Poster Presentation Lorne Infection and Immunity 2023

Novel strategy to identify monocytes subsets contributing to increased COVID-19 disease severity in older individuals (#126)

Salimeh Ebrahimnezhaddarzi 1 , Jingling Zhou 2 , Alistair Deller-blue 1 , Hans Kek 1 , Irene Boo 1 , James McMahon 3 4 , Bradley J Gardiner 4 , Anna Coldham 4 , Gilda Tachedjian 1 3 5 , Heidi Drummer 1 3 5 , Anthony Jaworowski 1 4 , Anna C Hearps 1 4
  1. Disease Elimination Program , Burnet Institute, Melbourne, VIC, Australia
  2. Emerging Infections Program, School of Health and Biomedical Sciences, RMIT University, Melbourne, Victoria, Australia
  3. Department of Microbiology and Immunology at The Peter Doherty Institute for Infection and Immunity, University of Melbourne, Melbourne, VIC, Australia
  4. Department of Infectious Diseases, The Alfred and Monash University, Melbourne, Victoria, Australia
  5. Department of Microbiology, Monash University, Melbourne, VIC, Australia

Introduction: Coronavirus disease-19 (COVID-19) can cause substantial morbidity and mortality, particularly in older individuals. In this study, we investigated whether an altered inflammatory status of monocyte subpopulations in older people may contribute to severe COVID-19.

 

Methods: PBMC samples were obtained from the Alfred Hospital COVID-19 Biobank in two groups of younger (n=21, median age 30 years [range 21-40]) and older (n=14, median age 69 years [61-96]) individuals within 8 days of diagnosis.

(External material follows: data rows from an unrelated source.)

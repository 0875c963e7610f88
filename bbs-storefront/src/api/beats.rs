//! Catalog browsing API
//!
//! Store grid listing with search, genre filter and pagination, plus the
//! beat detail view.

use axum::{
    extract::{Path, Query, State},
    Json,
};
use bbs_common::browse::{genre_options, BeatQuery};
use bbs_common::human_time::format_duration;
use bbs_common::Beat;
use serde::{Deserialize, Serialize};

use crate::error::{ApiError, ApiResult};
use crate::pagination::{paginate, Page};
use crate::AppState;

/// Query parameters for the store grid
#[derive(Debug, Deserialize)]
pub struct ListBeatsQuery {
    #[serde(default)]
    pub search: Option<String>,
    #[serde(default)]
    pub genre: Option<String>,
    /// Page number (1-indexed)
    #[serde(default = "default_page")]
    pub page: usize,
}

fn default_page() -> usize {
    1
}

/// A beat as shown on the grid
#[derive(Debug, Clone, Serialize)]
#[serde(rename_all = "camelCase")]
pub struct BeatView {
    #[serde(flatten)]
    pub beat: Beat,
    /// Duration as `M:SS`
    pub duration_display: String,
}

impl From<&Beat> for BeatView {
    fn from(beat: &Beat) -> Self {
        Self {
            beat: beat.clone(),
            duration_display: format_duration(beat.duration),
        }
    }
}

/// Beat detail with the visitor's cart and favorite state
#[derive(Debug, Serialize)]
#[serde(rename_all = "camelCase")]
pub struct BeatDetail {
    #[serde(flatten)]
    pub beat: BeatView,
    pub is_favorite: bool,
    pub in_cart: bool,
}

/// GET /api/beats
///
/// Filters by search term and genre, then returns the requested page.
/// Out-of-range pages are clamped.
pub async fn list_beats(
    State(state): State<AppState>,
    Query(query): Query<ListBeatsQuery>,
) -> Json<Page<BeatView>> {
    let filter = BeatQuery {
        search: query.search,
        genre: query.genre,
    };
    let views: Vec<BeatView> = filter
        .filter(&state.catalog)
        .into_iter()
        .map(BeatView::from)
        .collect();

    Json(paginate(&views, query.page))
}

/// GET /api/beats/:id
pub async fn get_beat(
    State(state): State<AppState>,
    Path(beat_id): Path<String>,
) -> ApiResult<Json<BeatDetail>> {
    let beat = state
        .catalog
        .beat_by_id(&beat_id)
        .ok_or_else(|| ApiError::beat_not_found(&beat_id))?;

    let cart = state.cart().await;
    let favorites = state.favorites().await;

    Ok(Json(BeatDetail {
        beat: BeatView::from(beat),
        is_favorite: favorites.is_favorite(&beat_id),
        in_cart: cart.contains(&beat_id),
    }))
}

/// GET /api/genres
///
/// `"all"` followed by the catalog's genres in first-seen order
pub async fn list_genres(State(state): State<AppState>) -> Json<Vec<String>> {
    Json(genre_options(&state.catalog))
}
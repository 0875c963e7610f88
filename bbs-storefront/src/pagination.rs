//! Pagination for the store grid
//!
//! Six beats per page, 1-indexed, with the requested page clamped into range.

use serde::Serialize;

/// Beats shown per grid page
pub const PAGE_SIZE: usize = 6;

/// Grid position derived from result count and requested page
#[derive(Debug, Clone, Copy, PartialEq, Eq)]
pub struct Pagination {
    /// Current page number (1-indexed)
    pub page: usize,
    /// Total number of pages (0 when there are no results)
    pub total_pages: usize,
    /// Index of the first item on this page
    pub offset: usize,
}

/// Clamp the requested grid page and locate its first beat
///
/// The page lands in `1..=total_pages`, or 1 when nothing matched.
///
/// # Examples
/// ```
/// use bbs_storefront::pagination::calculate_pagination;
///
/// // 8 beats = 2 pages (6 + 2)
/// let p = calculate_pagination(8, 2);
/// assert_eq!(p.page, 2);
/// assert_eq!(p.total_pages, 2);
/// assert_eq!(p.offset, 6);
///
/// // Requesting out-of-bounds page gets clamped
/// let p = calculate_pagination(8, 99);
/// assert_eq!(p.page, 2);
/// ```
pub fn calculate_pagination(total_results: usize, requested_page: usize) -> Pagination {
    let total_pages = total_results.div_ceil(PAGE_SIZE);
    let page = requested_page.max(1).min(total_pages.max(1));
    let offset = (page - 1) * PAGE_SIZE;

    Pagination {
        page,
        total_pages,
        offset,
    }
}

/// One page of results plus the "Showing X-Y of Z" range
#[derive(Debug, Clone, PartialEq, Serialize)]
#[serde(rename_all = "camelCase")]
pub struct Page<T> {
    pub items: Vec<T>,
    pub page: usize,
    pub page_size: usize,
    pub total_pages: usize,
    pub total: usize,
    /// 1-indexed position of the first item shown (0 when empty)
    pub start: usize,
    /// 1-indexed position of the last item shown
    pub end: usize,
}

/// Slice `items` down to the requested page
pub fn paginate<T: Clone>(items: &[T], requested_page: usize) -> Page<T> {
    let total = items.len();
    let p = calculate_pagination(total, requested_page);
    let end = (p.offset + PAGE_SIZE).min(total);
    let page_items = items[p.offset.min(total)..end].to_vec();

    Page {
        start: if page_items.is_empty() { 0 } else { p.offset + 1 },
        end,
        items: page_items,
        page: p.page,
        page_size: PAGE_SIZE,
        total_pages: p.total_pages,
        total,
    }
}

#[cfg(test)]
mod tests {
    use super::*;

    #[test]
    fn test_eight_beats_fill_two_pages() {
        let p = calculate_pagination(8, 1);
        assert_eq!(p.page, 1);
        assert_eq!(p.total_pages, 2);
        assert_eq!(p.offset, 0);
    }

    #[test]
    fn test_page_past_end_clamps_to_last() {
        let p = calculate_pagination(13, 99);
        assert_eq!(p.page, 3); // Clamped to last page
        assert_eq!(p.total_pages, 3);
        assert_eq!(p.offset, 12);
    }

    #[test]
    fn test_page_zero_clamps_to_first() {
        let p = calculate_pagination(8, 0);
        assert_eq!(p.page, 1); // Clamped to first page
        assert_eq!(p.offset, 0);
    }

    #[test]
    fn test_no_matches_has_zero_pages() {
        let p = calculate_pagination(0, 1);
        assert_eq!(p.page, 1);
        assert_eq!(p.total_pages, 0);
        assert_eq!(p.offset, 0);
    }

    #[test]
    fn test_twelve_beats_end_on_page_boundary() {
        let p = calculate_pagination(12, 2);
        assert_eq!(p.page, 2);
        assert_eq!(p.total_pages, 2);
        assert_eq!(p.offset, 6);
    }

    #[test]
    fn test_paginate_last_partial_page() {
        let items: Vec<u32> = (1..=8).collect();
        let page = paginate(&items, 2);
        assert_eq!(page.items, vec![7, 8]);
        assert_eq!((page.start, page.end, page.total), (7, 8, 8));
    }

    #[test]
    fn test_paginate_full_first_page() {
        let items: Vec<u32> = (1..=8).collect();
        let page = paginate(&items, 1);
        assert_eq!(page.items, vec![1, 2, 3, 4, 5, 6]);
        assert_eq!((page.start, page.end), (1, 6));
    }

    #[test]
    fn test_paginate_empty() {
        let items: Vec<u32> = Vec::new();
        let page = paginate(&items, 3);
        assert!(page.items.is_empty());
        assert_eq!((page.page, page.total_pages, page.start, page.end), (1, 0, 0, 0));
    }
}
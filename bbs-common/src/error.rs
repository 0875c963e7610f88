//! Common error types for the storefront core

use thiserror::Error;

/// Common result type for storefront operations
pub type Result<T> = std::result::Result<T, Error>;

/// Common error types across the storefront crates
#[derive(Error, Debug)]
pub enum Error {
    /// Database operation error (wraps sqlx::Error)
    #[cfg(feature = "sqlx")]
    #[error("Database error: {0}")]
    Database(#[from] sqlx::Error),

    /// I/O operation error (wraps std::io::Error)
    #[error("IO error: {0}")]
    Io(#[from] std::io::Error),

    /// Stored or supplied text could not be (de)serialized
    #[error("Serialization error: {0}")]
    Serialization(#[from] serde_json::Error),

    /// Configuration loading or validation error
    #[error("Configuration error: {0}")]
    Config(String),

    /// Durable storage refused a write because it is full
    #[error("Storage quota exceeded: {needed} bytes needed, {quota} byte quota")]
    QuotaExceeded { needed: usize, quota: usize },
}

Control individuals were SARS-CoV-2 negative of comparable age and sex. Monocytes were assessed for immunophenotype and intracellular levels of pro-inflammatory cytokines TNF-α, IL-6 and IL-1β measured in unstimulated cells and following LPS treatment. A novel panel of cell surface markers which are stably expressed on stimulated monocytes (CD86, CD33, HLA-DR, CCR2 and CD64) was applied to identify monocyte subsets.

 

Results: In addition to the traditional classical, intermediate and non-classical subsets, the novel phenotyping panel identified a new subpopulation of monocytes which expressed lower levels of HLA-DR, CD33 and CD64 and produced less pro-inflammatory cytokines than classical and intermediate monocytes. The proportion of this novel subpopulation was higher in COVID-19+ individuals than in age-matched controls in both stimulated and unstimulated conditions (p<0.0001 and p<0.02 respectively). Monocytes from older COVID-19+ individuals had lower levels of TNF compared to older controls at baseline (p=0.005 in intermediate monocytes). Monocytes from both younger and older COVID19+ individuals produced less of the pro-inflammatory cytokines IL-6, TNF and IL-1β when stimulated ex vivo as compared to controls.

 

Discussion & Conclusion: We identified a unique subpopulation of monocytes which are expanded in COVID19. Further, monocytes from COVID19+ individuals showed impaired inflammatory responses to stimulation, indicating a form of tolerance which was more pronounced in older individuals. Understanding altered inflammatory responses in COVID19 may illuminate the mechanisms contributing to severe hyper-inflammatory disease.